## [The problem]
Select every line below containing the word "Decoder".

[Saved entries]
○ ○ ○ ○ ○
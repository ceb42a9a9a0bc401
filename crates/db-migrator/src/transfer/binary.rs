//! Length-prefixed binary rows.
//!
//! Stream layout: the magic `DBMROWS1`, a big-endian `u16` column count,
//! then rows. Each value is a flag byte (0 null, 1 present) followed, when
//! present, by a big-endian `u32` payload length and the payload.
//! A zero-column row has no bytes, so such streams carry no rows.

use bytes::{Buf, BufMut, BytesMut};
use tokio_util::codec::{Decoder, Encoder};

use crate::core::value::{Row, Value};
use crate::error::{MigrateError, Result};

use super::format::{framing_error, RowCodec, RowResult};
use super::handle::{check_arity, ValueHandle};

pub const MAGIC: &[u8; 8] = b"DBMROWS1";
const HEADER_LEN: usize = MAGIC.len() + 2;
const FLAG_NULL: u8 = 0;
const FLAG_VALUE: u8 = 1;

pub struct BinaryCodec {
    handles: Vec<ValueHandle>,
    header_read: bool,
}

impl BinaryCodec {
    pub fn new(handles: Vec<ValueHandle>) -> Self {
        Self {
            handles,
            header_read: false,
        }
    }

    fn read_header(&mut self, src: &mut BytesMut) -> Result<bool> {
        if src.len() < HEADER_LEN {
            return Ok(false);
        }
        if &src[..MAGIC.len()] != MAGIC {
            return Err(framing_error("binary", "missing DBMROWS1 magic"));
        }
        let count = u16::from_be_bytes([src[MAGIC.len()], src[MAGIC.len() + 1]]) as usize;
        if count != self.handles.len() {
            return Err(framing_error(
                "binary",
                format!("stream has {} columns, expected {}", count, self.handles.len()),
            ));
        }
        src.advance(HEADER_LEN);
        self.header_read = true;
        Ok(true)
    }

    /// Length of the next complete row in `src`, without consuming it.
    fn row_len(&self, src: &[u8]) -> Result<Option<usize>> {
        if src.is_empty() {
            return Ok(None);
        }
        if self.handles.is_empty() {
            return Err(framing_error(
                "binary",
                format!("{} bytes after a zero-column header", src.len()),
            ));
        }
        let mut pos = 0;
        for _ in &self.handles {
            let Some(&flag) = src.get(pos) else {
                return Ok(None);
            };
            pos += 1;
            match flag {
                FLAG_NULL => {}
                FLAG_VALUE => {
                    let Some(len) = src.get(pos..pos + 4) else {
                        return Ok(None);
                    };
                    let len = u32::from_be_bytes([len[0], len[1], len[2], len[3]]) as usize;
                    pos += 4 + len;
                    if src.len() < pos {
                        return Ok(None);
                    }
                }
                other => {
                    return Err(framing_error(
                        "binary",
                        format!("invalid value flag {}", other),
                    ))
                }
            }
        }
        Ok(Some(pos))
    }

    fn read_row(&self, mut buf: &[u8]) -> RowResult {
        self.handles
            .iter()
            .map(|handle| {
                if buf.get_u8() == FLAG_NULL {
                    return Ok(Value::Null);
                }
                let len = buf.get_u32() as usize;
                let value = handle.decode_binary(&buf[..len]);
                buf.advance(len);
                value
            })
            .collect()
    }
}

impl Decoder for BinaryCodec {
    type Item = RowResult;
    type Error = MigrateError;

    fn decode(&mut self, src: &mut BytesMut) -> Result<Option<RowResult>> {
        if !self.header_read && !self.read_header(src)? {
            return Ok(None);
        }
        match self.row_len(src)? {
            Some(len) => {
                let row = src.split_to(len).freeze();
                Ok(Some(self.read_row(&row)))
            }
            None => {
                src.reserve(HEADER_LEN);
                Ok(None)
            }
        }
    }
}

impl Encoder<Row> for BinaryCodec {
    type Error = MigrateError;

    fn encode(&mut self, row: Row, dst: &mut BytesMut) -> Result<()> {
        check_arity(&self.handles, &row)?;
        let mut record = Vec::new();
        for (handle, value) in self.handles.iter().zip(&row) {
            if value.is_null() {
                record.put_u8(FLAG_NULL);
                continue;
            }
            let payload = handle.encode_binary(value)?;
            let len = u32::try_from(payload.len()).map_err(|_| {
                MigrateError::transfer(
                    String::new(),
                    format!("value of column {} exceeds 4 GiB", handle.column),
                )
            })?;
            record.put_u8(FLAG_VALUE);
            record.put_u32(len);
            record.extend_from_slice(&payload);
        }
        dst.put_slice(&record);
        Ok(())
    }
}

impl RowCodec for BinaryCodec {
    fn name(&self) -> &'static str {
        "bin"
    }

    fn encode_header(&mut self, dst: &mut BytesMut) -> Result<()> {
        let count = u16::try_from(self.handles.len())
            .map_err(|_| MigrateError::Config("binary format supports at most 65535 columns".into()))?;
        dst.put_slice(MAGIC);
        dst.put_u16(count);
        Ok(())
    }
}

#[cfg(test)]
mod tests {
    use super::*;
    use crate::core::metadata::Column;
    use crate::core::types::codes;
    use crate::transfer::codec::CodecRegistry;
    use crate::transfer::handle::bind_input;
    use chrono::NaiveDate;
    use rust_decimal::Decimal;
    use std::str::FromStr;

    fn codec() -> BinaryCodec {
        let columns = vec![
            Column::new("id", codes::BIGINT, "BIGINT"),
            Column::new("amount", codes::DECIMAL, "DECIMAL"),
            Column::new("note", codes::VARCHAR, "VARCHAR"),
            Column::new("day", codes::DATE, "DATE"),
        ];
        BinaryCodec::new(bind_input("t", &columns, None, &CodecRegistry::with_defaults()).unwrap())
    }

    fn sample() -> Row {
        vec![
            Value::Int(-9),
            Value::Decimal(Decimal::from_str("12345678901234.000001").unwrap()),
            Value::from(""),
            Value::Date(NaiveDate::from_ymd_opt(1999, 12, 31).unwrap()),
        ]
    }

    #[test]
    fn test_stream_layout() {
        let mut codec = codec();
        let mut buf = BytesMut::new();
        codec.encode_header(&mut buf).unwrap();
        assert_eq!(&buf[..], b"DBMROWS1\x00\x04");

        codec
            .encode(vec![Value::Null, Value::Null, Value::from("ab"), Value::Null], &mut buf)
            .unwrap();
        assert_eq!(&buf[10..], &[0, 0, 1, 0, 0, 0, 2, b'a', b'b', 0]);
    }

    #[test]
    fn test_decode_waits_for_whole_row() {
        let mut writer = codec();
        let mut bytes = BytesMut::new();
        writer.encode_header(&mut bytes).unwrap();
        writer.encode(sample(), &mut bytes).unwrap();
        writer
            .encode(vec![Value::Null, Value::Null, Value::Null, Value::Null], &mut bytes)
            .unwrap();

        let mut reader = codec();
        let mut buf = BytesMut::new();
        let mut rows = Vec::new();
        for byte in bytes.iter() {
            buf.put_u8(*byte);
            if let Some(row) = reader.decode(&mut buf).unwrap() {
                rows.push(row.unwrap());
            }
        }
        assert_eq!(rows.len(), 2);
        assert_eq!(rows[0], sample());
        assert!(rows[1].iter().all(Value::is_null));
        assert!(buf.is_empty());
    }

    #[test]
    fn test_wrong_magic_is_fatal() {
        let mut reader = codec();
        let mut buf = BytesMut::from(&b"NOTROWS1\x00\x04"[..]);
        let err = reader.decode(&mut buf).unwrap_err();
        assert!(matches!(err, MigrateError::Io(_)));
    }

    #[test]
    fn test_column_count_mismatch_is_fatal() {
        let mut reader = codec();
        let mut buf = BytesMut::from(&b"DBMROWS1\x00\x03"[..]);
        assert!(reader
            .decode(&mut buf)
            .unwrap_err()
            .to_string()
            .contains("stream has 3 columns, expected 4"));
    }

    #[test]
    fn test_zero_column_stream_ends() {
        let mut writer = BinaryCodec::new(Vec::new());
        let mut bytes = BytesMut::new();
        writer.encode_header(&mut bytes).unwrap();
        writer.encode(Vec::new(), &mut bytes).unwrap();
        assert_eq!(&bytes[..], b"DBMROWS1\x00\x00");

        let mut reader = BinaryCodec::new(Vec::new());
        assert!(reader.decode(&mut bytes).unwrap().is_none());
        assert!(reader.decode_eof(&mut bytes).unwrap().is_none());

        let mut trailing = BytesMut::from(&b"DBMROWS1\x00\x00\x01"[..]);
        let mut reader = BinaryCodec::new(Vec::new());
        assert!(reader.decode(&mut trailing).is_err());
    }

    #[test]
    fn test_bad_payload_is_row_level_error() {
        let mut reader = codec();
        let mut buf = BytesMut::from(&b"DBMROWS1\x00\x04"[..]);
        // id with a 3 byte payload, then three nulls
        buf.extend_from_slice(&[1, 0, 0, 0, 3, 1, 2, 3, 0, 0, 0]);
        let row = reader.decode(&mut buf).unwrap().unwrap();
        assert!(row.unwrap_err().is_value_transfer());
        assert!(buf.is_empty());
    }
}
//! JDBC-style type descriptors.
//!
//! Types are identified by a numeric code (the `java.sql.Types` numbering used
//! by every vendor's catalog views) plus the vendor's own type name. The pair
//! is the structural key for alias and type-name lookups.

use serde::{Deserialize, Serialize};
use std::fmt;

/// Numeric type codes.
pub mod codes {
    pub const BIT: i32 = -7;
    pub const TINYINT: i32 = -6;
    pub const SMALLINT: i32 = 5;
    pub const INTEGER: i32 = 4;
    pub const BIGINT: i32 = -5;
    pub const FLOAT: i32 = 6;
    pub const REAL: i32 = 7;
    pub const DOUBLE: i32 = 8;
    pub const NUMERIC: i32 = 2;
    pub const DECIMAL: i32 = 3;
    pub const CHAR: i32 = 1;
    pub const VARCHAR: i32 = 12;
    pub const LONGVARCHAR: i32 = -1;
    pub const DATE: i32 = 91;
    pub const TIME: i32 = 92;
    pub const TIMESTAMP: i32 = 93;
    pub const BINARY: i32 = -2;
    pub const VARBINARY: i32 = -3;
    pub const LONGVARBINARY: i32 = -4;
    pub const NULL: i32 = 0;
    pub const OTHER: i32 = 1111;
    pub const JAVA_OBJECT: i32 = 2000;
    pub const DISTINCT: i32 = 2001;
    pub const STRUCT: i32 = 2002;
    pub const ARRAY: i32 = 2003;
    pub const BLOB: i32 = 2004;
    pub const CLOB: i32 = 2005;
    pub const REF: i32 = 2006;
    pub const BOOLEAN: i32 = 16;
    pub const NCHAR: i32 = -15;
    pub const NVARCHAR: i32 = -9;
    pub const LONGNVARCHAR: i32 = -16;
    pub const NCLOB: i32 = 2011;
    pub const SQLXML: i32 = 2009;
    pub const TIME_WITH_TIMEZONE: i32 = 2013;
    pub const TIMESTAMP_WITH_TIMEZONE: i32 = 2014;
}

/// Standard name for a type code, if the code is a known one.
pub fn standard_type_name(type_code: i32) -> Option<&'static str> {
    use codes::*;
    let name = match type_code {
        BIT => "BIT",
        TINYINT => "TINYINT",
        SMALLINT => "SMALLINT",
        INTEGER => "INTEGER",
        BIGINT => "BIGINT",
        FLOAT => "FLOAT",
        REAL => "REAL",
        DOUBLE => "DOUBLE",
        NUMERIC => "NUMERIC",
        DECIMAL => "DECIMAL",
        CHAR => "CHAR",
        VARCHAR => "VARCHAR",
        LONGVARCHAR => "LONGVARCHAR",
        DATE => "DATE",
        TIME => "TIME",
        TIMESTAMP => "TIMESTAMP",
        BINARY => "BINARY",
        VARBINARY => "VARBINARY",
        LONGVARBINARY => "LONGVARBINARY",
        NULL => "NULL",
        OTHER => "OTHER",
        JAVA_OBJECT => "JAVA_OBJECT",
        DISTINCT => "DISTINCT",
        STRUCT => "STRUCT",
        ARRAY => "ARRAY",
        BLOB => "BLOB",
        CLOB => "CLOB",
        REF => "REF",
        BOOLEAN => "BOOLEAN",
        NCHAR => "NCHAR",
        NVARCHAR => "NVARCHAR",
        LONGNVARCHAR => "LONGNVARCHAR",
        NCLOB => "NCLOB",
        SQLXML => "SQLXML",
        TIME_WITH_TIMEZONE => "TIME_WITH_TIMEZONE",
        TIMESTAMP_WITH_TIMEZONE => "TIMESTAMP_WITH_TIMEZONE",
        _ => return None,
    };
    Some(name)
}

/// Structural `(type_code, type_name)` key.
///
/// Type names compare case-insensitively: they are stored upper-cased.
#[derive(Debug, Clone, PartialEq, Eq, Hash, PartialOrd, Ord, Serialize, Deserialize)]
pub struct JdbcTypeDesc {
    pub type_code: i32,
    #[serde(default, skip_serializing_if = "Option::is_none")]
    pub type_name: Option<String>,
}

impl JdbcTypeDesc {
    /// Descriptor with a vendor type name.
    pub fn new(type_code: i32, type_name: impl AsRef<str>) -> Self {
        Self {
            type_code,
            type_name: Some(type_name.as_ref().to_uppercase()),
        }
    }

    /// Descriptor matching any type name for the code.
    pub fn of_code(type_code: i32) -> Self {
        Self {
            type_code,
            type_name: None,
        }
    }

    /// Descriptor named after the standard name of its code.
    pub fn standard(type_code: i32) -> Self {
        match standard_type_name(type_code) {
            Some(name) => Self::new(type_code, name),
            None => Self::of_code(type_code),
        }
    }

    /// Same code, no name.
    pub fn code_only(&self) -> Self {
        Self::of_code(self.type_code)
    }
}

impl fmt::Display for JdbcTypeDesc {
    fn fmt(&self, f: &mut fmt::Formatter<'_>) -> fmt::Result {
        match &self.type_name {
            Some(name) => write!(f, "({}, {})", self.type_code, name),
            None => write!(f, "({})", self.type_code),
        }
    }
}

/// A concrete column type: descriptor plus size, precision and scale.
#[derive(Debug, Clone, PartialEq, Eq, Default, Serialize, Deserialize)]
pub struct JdbcType {
    pub type_code: i32,
    pub type_name: String,
    #[serde(default, skip_serializing_if = "Option::is_none")]
    pub size: Option<u64>,
    #[serde(default, skip_serializing_if = "Option::is_none")]
    pub precision: Option<u32>,
    #[serde(default, skip_serializing_if = "Option::is_none")]
    pub scale: Option<i32>,
}

impl JdbcType {
    pub fn new(type_code: i32, type_name: impl Into<String>) -> Self {
        Self {
            type_code,
            type_name: type_name.into(),
            ..Default::default()
        }
    }

    pub fn with_size(mut self, size: u64) -> Self {
        self.size = Some(size);
        self
    }

    pub fn with_precision(mut self, precision: u32) -> Self {
        self.precision = Some(precision);
        self
    }

    pub fn with_scale(mut self, scale: i32) -> Self {
        self.scale = Some(scale);
        self
    }

    pub fn desc(&self) -> JdbcTypeDesc {
        JdbcTypeDesc::new(self.type_code, &self.type_name)
    }
}

/// Size/precision/scale restriction attached to a registered type name.
///
/// A `None` component matches any value.
#[derive(Debug, Clone, Copy, PartialEq, Eq, Hash, Default, Serialize, Deserialize)]
pub struct SizeSpec {
    #[serde(default, skip_serializing_if = "Option::is_none")]
    pub size: Option<u64>,
    #[serde(default, skip_serializing_if = "Option::is_none")]
    pub precision: Option<u32>,
    #[serde(default, skip_serializing_if = "Option::is_none")]
    pub scale: Option<i32>,
}

impl SizeSpec {
    pub fn new(size: Option<u64>, precision: Option<u32>, scale: Option<i32>) -> Self {
        Self {
            size,
            precision,
            scale,
        }
    }

    /// True when no component is restricted.
    pub fn is_any(&self) -> bool {
        self.size.is_none() && self.precision.is_none() && self.scale.is_none()
    }

    pub fn matches(&self, jdbc_type: &JdbcType) -> bool {
        fn component<T: PartialEq>(spec: Option<T>, value: Option<T>) -> bool {
            match spec {
                None => true,
                Some(expected) => value == Some(expected),
            }
        }
        component(self.size, jdbc_type.size)
            && component(self.precision, jdbc_type.precision)
            && component(self.scale, jdbc_type.scale)
    }

    /// Number of restricted components, used to prefer specific entries.
    pub fn specificity(&self) -> usize {
        [self.size.is_some(), self.precision.is_some(), self.scale.is_some()]
            .iter()
            .filter(|set| **set)
            .count()
    }
}

#[cfg(test)]
mod tests {
    use super::*;

    #[test]
    fn test_desc_names_compare_case_insensitively() {
        assert_eq!(
            JdbcTypeDesc::new(codes::VARCHAR, "uniqueidentifier"),
            JdbcTypeDesc::new(codes::VARCHAR, "UNIQUEIDENTIFIER")
        );
        assert_ne!(
            JdbcTypeDesc::new(codes::VARCHAR, "TEXT"),
            JdbcTypeDesc::new(codes::LONGVARCHAR, "TEXT")
        );
    }

    #[test]
    fn test_standard_desc() {
        assert_eq!(
            JdbcTypeDesc::standard(codes::CLOB),
            JdbcTypeDesc::new(2005, "CLOB")
        );
        assert_eq!(JdbcTypeDesc::standard(-155), JdbcTypeDesc::of_code(-155));
    }

    #[test]
    fn test_display() {
        assert_eq!(JdbcTypeDesc::new(12, "varchar").to_string(), "(12, VARCHAR)");
        assert_eq!(JdbcTypeDesc::of_code(4).to_string(), "(4)");
    }

    #[test]
    fn test_size_spec_matching() {
        let ty = JdbcType::new(codes::VARCHAR, "VARCHAR").with_size(36);
        assert!(SizeSpec::default().matches(&ty));
        assert!(SizeSpec::new(Some(36), None, None).matches(&ty));
        assert!(!SizeSpec::new(Some(255), None, None).matches(&ty));
        assert!(!SizeSpec::new(None, Some(10), None).matches(&ty));
        assert_eq!(SizeSpec::new(Some(1), None, Some(0)).specificity(), 2);
    }
}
○ ○ ○ ○ ○
## [Task answer]
use tokio_util::codec::{Decoder, Encoder};
impl Decoder for BinaryCodec {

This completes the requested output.